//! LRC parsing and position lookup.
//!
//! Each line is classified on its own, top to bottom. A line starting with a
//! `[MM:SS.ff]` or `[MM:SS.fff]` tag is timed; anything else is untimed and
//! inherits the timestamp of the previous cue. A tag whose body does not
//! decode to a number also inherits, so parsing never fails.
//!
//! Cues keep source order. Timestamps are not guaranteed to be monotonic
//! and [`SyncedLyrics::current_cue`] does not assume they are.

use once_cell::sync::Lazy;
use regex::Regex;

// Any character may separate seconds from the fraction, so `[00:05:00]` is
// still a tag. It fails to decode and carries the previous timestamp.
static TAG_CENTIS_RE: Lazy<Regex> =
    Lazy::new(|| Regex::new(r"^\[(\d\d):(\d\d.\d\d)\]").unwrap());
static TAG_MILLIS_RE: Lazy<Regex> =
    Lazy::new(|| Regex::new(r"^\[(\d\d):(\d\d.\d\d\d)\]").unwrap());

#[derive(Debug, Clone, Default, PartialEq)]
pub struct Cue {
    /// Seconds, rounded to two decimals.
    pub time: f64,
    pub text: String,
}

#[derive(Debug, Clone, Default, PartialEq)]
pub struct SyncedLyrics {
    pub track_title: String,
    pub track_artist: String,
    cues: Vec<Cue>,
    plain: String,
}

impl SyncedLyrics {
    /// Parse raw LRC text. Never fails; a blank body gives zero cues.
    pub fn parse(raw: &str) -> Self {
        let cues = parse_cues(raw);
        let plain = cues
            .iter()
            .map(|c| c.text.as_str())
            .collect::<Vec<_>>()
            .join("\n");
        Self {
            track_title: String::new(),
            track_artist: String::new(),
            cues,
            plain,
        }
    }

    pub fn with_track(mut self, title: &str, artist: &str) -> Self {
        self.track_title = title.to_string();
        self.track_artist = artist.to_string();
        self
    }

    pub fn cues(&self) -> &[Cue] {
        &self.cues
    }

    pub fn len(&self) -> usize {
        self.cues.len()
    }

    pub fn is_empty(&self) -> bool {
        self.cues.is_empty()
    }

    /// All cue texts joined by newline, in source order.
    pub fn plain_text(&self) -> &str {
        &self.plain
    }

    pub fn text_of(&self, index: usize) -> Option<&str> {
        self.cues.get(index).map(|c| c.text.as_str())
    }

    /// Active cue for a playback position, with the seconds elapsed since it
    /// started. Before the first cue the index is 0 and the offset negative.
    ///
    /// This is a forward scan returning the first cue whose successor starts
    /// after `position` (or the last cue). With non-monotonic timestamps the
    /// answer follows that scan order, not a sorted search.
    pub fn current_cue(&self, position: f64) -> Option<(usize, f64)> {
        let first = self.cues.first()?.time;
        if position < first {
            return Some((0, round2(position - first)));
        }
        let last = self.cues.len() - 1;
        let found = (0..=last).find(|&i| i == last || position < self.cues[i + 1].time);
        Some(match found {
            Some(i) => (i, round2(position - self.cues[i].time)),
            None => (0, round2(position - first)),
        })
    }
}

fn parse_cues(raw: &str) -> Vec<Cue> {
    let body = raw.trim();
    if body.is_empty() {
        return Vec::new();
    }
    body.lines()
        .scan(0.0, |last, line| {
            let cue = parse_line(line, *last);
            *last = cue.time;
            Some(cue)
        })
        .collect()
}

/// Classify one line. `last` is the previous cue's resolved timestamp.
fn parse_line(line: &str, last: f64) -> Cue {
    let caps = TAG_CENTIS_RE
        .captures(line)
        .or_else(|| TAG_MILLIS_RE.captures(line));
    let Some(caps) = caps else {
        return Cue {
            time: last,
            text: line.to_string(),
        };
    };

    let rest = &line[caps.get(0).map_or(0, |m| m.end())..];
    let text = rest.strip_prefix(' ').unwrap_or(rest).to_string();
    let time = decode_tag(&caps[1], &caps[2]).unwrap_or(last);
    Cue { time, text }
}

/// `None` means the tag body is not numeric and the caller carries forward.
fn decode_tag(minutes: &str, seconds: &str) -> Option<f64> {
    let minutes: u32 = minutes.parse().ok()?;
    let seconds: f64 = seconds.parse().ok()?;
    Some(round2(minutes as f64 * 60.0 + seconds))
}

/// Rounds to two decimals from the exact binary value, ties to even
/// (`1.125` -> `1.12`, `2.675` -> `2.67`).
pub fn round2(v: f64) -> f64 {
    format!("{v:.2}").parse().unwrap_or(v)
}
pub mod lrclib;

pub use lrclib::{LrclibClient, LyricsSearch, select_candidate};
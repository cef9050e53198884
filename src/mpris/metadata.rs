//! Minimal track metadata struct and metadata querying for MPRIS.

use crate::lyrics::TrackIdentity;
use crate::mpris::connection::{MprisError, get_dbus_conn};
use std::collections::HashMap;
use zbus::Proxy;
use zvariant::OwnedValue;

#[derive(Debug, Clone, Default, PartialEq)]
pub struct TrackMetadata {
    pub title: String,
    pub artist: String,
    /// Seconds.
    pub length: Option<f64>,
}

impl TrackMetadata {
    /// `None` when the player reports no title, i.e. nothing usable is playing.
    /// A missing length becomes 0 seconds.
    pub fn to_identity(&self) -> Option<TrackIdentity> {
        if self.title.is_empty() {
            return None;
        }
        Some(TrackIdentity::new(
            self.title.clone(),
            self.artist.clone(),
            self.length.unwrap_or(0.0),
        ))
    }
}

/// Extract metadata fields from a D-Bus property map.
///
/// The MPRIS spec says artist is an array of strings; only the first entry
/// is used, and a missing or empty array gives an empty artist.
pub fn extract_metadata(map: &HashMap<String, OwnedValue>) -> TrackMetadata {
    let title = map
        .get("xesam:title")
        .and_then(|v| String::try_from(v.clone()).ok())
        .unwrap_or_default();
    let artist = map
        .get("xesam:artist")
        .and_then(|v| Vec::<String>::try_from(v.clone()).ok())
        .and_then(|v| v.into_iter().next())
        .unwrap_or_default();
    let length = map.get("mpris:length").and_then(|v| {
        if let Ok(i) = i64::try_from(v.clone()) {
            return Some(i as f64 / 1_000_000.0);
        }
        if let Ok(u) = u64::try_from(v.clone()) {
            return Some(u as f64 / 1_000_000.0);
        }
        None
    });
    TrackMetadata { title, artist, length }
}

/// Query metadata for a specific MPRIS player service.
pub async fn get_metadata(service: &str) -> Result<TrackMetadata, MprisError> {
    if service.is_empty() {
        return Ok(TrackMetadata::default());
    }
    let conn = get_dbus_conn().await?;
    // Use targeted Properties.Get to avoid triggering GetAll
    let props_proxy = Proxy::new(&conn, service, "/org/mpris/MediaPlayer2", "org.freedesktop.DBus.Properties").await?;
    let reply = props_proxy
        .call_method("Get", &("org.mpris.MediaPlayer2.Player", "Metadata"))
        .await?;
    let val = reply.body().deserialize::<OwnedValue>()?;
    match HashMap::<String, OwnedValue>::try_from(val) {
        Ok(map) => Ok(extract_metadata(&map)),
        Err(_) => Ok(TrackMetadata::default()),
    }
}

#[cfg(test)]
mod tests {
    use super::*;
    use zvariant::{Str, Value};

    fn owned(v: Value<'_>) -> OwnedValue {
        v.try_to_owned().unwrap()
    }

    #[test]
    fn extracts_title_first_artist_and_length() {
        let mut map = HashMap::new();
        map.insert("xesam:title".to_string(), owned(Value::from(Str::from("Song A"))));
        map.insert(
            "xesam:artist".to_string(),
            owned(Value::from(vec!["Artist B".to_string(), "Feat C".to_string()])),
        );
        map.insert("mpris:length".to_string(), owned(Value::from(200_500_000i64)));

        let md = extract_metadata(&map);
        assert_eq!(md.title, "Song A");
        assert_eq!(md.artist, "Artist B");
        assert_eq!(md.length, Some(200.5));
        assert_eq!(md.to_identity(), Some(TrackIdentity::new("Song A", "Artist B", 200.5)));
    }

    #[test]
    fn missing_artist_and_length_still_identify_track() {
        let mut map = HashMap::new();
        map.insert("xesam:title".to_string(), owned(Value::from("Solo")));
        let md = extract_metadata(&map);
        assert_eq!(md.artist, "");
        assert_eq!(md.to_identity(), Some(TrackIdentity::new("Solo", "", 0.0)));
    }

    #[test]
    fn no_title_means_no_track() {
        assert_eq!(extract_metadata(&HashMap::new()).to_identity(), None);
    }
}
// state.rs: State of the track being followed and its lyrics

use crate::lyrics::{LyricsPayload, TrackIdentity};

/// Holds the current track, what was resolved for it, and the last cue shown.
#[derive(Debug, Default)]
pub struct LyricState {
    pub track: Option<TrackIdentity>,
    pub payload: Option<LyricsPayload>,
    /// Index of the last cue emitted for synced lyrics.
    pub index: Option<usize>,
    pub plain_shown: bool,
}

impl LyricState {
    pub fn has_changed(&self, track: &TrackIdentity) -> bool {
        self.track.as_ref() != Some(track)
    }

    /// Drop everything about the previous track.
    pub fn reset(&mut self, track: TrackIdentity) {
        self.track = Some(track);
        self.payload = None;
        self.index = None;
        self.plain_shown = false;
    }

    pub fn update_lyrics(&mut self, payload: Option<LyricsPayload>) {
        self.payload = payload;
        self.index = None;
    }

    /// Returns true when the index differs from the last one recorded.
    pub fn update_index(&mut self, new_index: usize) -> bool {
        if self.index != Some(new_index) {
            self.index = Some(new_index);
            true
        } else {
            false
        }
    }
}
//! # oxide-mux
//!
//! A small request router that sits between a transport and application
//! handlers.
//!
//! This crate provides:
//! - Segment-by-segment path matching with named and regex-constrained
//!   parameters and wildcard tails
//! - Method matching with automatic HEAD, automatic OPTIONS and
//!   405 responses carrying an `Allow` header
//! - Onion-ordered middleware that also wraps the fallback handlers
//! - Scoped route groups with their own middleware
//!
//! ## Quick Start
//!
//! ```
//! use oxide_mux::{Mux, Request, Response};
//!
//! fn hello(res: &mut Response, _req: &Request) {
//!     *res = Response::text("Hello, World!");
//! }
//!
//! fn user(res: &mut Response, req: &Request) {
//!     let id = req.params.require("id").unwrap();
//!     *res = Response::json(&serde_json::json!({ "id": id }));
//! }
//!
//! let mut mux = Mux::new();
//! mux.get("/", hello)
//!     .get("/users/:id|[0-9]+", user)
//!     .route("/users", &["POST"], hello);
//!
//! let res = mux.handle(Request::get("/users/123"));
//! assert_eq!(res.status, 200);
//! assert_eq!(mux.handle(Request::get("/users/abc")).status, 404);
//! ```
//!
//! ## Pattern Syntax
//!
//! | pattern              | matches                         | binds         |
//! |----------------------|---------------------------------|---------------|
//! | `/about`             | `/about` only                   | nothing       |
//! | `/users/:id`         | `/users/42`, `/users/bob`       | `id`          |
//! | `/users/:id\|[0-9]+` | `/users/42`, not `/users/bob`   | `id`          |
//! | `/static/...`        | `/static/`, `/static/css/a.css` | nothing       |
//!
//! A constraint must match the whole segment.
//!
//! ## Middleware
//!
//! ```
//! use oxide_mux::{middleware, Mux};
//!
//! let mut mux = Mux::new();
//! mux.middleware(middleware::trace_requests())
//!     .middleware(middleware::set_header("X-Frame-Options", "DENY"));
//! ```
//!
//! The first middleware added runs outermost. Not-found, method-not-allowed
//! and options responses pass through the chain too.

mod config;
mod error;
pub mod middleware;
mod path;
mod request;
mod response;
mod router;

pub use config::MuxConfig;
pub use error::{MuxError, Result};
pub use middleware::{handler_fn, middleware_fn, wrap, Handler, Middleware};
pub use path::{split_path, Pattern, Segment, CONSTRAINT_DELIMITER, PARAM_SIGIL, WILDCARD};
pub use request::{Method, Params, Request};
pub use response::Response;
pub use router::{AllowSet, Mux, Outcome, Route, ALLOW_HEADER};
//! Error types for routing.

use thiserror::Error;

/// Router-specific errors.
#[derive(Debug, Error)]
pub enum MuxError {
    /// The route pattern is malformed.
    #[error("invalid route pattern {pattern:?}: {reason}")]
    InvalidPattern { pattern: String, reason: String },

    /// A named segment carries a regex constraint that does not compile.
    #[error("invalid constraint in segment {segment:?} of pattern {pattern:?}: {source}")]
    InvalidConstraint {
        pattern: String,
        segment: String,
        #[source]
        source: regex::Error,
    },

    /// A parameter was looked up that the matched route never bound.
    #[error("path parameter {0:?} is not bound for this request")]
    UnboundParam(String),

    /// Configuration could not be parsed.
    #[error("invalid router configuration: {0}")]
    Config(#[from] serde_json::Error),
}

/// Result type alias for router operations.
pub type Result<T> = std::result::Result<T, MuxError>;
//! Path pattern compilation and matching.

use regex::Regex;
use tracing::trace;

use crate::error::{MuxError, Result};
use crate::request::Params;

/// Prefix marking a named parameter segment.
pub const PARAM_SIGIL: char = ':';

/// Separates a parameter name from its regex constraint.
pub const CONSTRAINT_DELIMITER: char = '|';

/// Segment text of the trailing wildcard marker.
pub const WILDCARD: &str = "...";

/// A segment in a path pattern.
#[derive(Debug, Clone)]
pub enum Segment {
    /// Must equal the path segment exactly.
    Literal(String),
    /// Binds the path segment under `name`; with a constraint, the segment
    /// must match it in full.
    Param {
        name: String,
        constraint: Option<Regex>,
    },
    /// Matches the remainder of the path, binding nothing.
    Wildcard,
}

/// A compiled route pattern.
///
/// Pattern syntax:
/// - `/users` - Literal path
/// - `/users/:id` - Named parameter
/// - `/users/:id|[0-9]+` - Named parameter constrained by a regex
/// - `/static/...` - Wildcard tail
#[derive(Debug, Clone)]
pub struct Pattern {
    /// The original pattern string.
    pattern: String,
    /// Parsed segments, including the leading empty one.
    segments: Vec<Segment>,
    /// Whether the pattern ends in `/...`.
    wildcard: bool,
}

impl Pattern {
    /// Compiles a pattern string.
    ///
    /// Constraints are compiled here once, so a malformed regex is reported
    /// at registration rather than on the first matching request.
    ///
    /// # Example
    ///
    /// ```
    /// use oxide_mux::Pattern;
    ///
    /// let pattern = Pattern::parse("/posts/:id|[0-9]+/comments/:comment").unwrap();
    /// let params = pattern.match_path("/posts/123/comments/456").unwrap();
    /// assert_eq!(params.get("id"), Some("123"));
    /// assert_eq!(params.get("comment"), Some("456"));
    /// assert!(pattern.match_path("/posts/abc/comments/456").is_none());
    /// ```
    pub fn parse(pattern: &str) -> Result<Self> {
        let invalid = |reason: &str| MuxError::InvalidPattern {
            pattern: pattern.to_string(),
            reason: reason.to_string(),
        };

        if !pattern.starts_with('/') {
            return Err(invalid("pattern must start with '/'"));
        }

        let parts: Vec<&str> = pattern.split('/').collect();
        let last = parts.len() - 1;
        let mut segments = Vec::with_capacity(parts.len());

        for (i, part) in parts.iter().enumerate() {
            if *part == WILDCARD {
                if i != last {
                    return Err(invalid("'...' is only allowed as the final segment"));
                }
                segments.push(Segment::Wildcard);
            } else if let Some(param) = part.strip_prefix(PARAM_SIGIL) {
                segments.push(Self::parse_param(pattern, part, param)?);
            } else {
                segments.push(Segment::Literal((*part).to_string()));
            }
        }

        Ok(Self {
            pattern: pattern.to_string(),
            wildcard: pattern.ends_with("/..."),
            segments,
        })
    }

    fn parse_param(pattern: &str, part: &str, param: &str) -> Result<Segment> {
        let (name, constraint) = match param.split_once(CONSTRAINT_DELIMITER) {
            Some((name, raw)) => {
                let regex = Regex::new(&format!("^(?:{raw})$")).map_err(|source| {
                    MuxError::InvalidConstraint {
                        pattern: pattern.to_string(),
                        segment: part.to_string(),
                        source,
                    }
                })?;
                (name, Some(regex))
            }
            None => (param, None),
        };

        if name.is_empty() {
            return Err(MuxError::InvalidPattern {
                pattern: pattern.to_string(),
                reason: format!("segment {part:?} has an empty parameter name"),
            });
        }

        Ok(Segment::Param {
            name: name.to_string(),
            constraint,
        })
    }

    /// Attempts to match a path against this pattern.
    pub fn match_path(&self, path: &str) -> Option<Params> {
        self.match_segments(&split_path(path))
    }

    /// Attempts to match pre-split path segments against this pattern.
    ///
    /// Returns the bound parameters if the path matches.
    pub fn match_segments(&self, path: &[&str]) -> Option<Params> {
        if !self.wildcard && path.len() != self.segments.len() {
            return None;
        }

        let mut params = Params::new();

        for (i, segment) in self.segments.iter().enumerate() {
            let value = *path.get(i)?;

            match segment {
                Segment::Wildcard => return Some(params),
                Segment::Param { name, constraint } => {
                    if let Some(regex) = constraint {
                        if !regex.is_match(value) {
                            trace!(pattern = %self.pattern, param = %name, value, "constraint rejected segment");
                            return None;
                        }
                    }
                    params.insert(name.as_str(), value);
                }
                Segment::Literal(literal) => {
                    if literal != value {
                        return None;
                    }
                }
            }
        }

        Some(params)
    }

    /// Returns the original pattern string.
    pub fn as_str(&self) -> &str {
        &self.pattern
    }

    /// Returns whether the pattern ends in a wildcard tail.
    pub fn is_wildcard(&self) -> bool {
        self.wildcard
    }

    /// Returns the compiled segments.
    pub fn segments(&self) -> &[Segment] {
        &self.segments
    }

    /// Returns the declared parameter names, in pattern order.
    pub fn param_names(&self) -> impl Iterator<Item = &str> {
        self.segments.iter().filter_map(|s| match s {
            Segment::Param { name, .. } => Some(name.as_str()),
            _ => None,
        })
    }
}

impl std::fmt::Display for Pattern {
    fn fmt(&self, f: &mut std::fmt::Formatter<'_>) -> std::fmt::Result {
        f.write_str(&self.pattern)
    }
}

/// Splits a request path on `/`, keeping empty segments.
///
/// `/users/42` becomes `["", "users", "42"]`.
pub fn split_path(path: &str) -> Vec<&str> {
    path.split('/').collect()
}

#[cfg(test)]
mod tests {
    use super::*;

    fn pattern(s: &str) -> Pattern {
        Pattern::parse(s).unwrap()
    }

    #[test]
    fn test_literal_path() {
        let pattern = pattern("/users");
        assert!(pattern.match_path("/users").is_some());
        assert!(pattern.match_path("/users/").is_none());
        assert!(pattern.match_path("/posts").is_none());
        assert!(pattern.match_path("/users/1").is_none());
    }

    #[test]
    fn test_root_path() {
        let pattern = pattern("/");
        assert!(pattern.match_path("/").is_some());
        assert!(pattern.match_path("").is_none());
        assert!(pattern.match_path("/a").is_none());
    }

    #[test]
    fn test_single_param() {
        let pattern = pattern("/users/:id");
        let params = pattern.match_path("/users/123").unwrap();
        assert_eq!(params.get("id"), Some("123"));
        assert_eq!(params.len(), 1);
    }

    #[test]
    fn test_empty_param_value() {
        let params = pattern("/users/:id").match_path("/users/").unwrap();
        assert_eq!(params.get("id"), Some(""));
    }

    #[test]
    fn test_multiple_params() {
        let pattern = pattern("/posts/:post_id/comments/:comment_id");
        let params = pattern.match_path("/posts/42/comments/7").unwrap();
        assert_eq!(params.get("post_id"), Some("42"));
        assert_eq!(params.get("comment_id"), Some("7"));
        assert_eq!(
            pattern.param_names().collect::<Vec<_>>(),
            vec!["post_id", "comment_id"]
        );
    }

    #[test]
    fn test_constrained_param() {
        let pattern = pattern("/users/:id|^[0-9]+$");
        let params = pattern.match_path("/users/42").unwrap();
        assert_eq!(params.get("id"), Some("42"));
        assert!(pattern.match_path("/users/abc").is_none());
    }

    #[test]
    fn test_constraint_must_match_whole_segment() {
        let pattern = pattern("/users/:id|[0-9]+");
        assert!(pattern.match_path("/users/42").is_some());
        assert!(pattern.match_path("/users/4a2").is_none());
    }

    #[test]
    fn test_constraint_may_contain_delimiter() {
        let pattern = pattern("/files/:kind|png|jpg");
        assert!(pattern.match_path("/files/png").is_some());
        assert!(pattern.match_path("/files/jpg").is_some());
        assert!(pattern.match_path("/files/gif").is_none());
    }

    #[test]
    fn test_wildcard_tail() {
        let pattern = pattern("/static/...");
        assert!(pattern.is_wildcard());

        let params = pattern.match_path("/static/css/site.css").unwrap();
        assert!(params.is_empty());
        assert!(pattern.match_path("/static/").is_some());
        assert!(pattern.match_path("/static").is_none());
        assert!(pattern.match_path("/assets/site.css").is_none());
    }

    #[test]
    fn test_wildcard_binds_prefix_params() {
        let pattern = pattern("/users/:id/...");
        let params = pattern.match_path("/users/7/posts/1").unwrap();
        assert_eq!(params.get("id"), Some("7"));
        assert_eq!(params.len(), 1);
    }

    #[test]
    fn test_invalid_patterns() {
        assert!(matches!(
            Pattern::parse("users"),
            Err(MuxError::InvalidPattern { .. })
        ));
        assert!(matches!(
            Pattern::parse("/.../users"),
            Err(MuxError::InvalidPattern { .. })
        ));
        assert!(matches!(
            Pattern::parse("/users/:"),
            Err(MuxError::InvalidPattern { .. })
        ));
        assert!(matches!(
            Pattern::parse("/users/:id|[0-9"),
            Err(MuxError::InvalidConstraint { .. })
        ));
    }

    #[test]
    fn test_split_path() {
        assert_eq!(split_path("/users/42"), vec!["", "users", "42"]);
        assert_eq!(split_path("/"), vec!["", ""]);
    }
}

——

● Requirement
Each line in the records above that contains the word "LyricsPayload" must be copied.

● Written answer
use crate::lyrics::{LyricsPayload, TrackIdentity};
    pub payload: Option<LyricsPayload>,
    pub fn update_lyrics(&mut self, payload: Option<LyricsPayload>) {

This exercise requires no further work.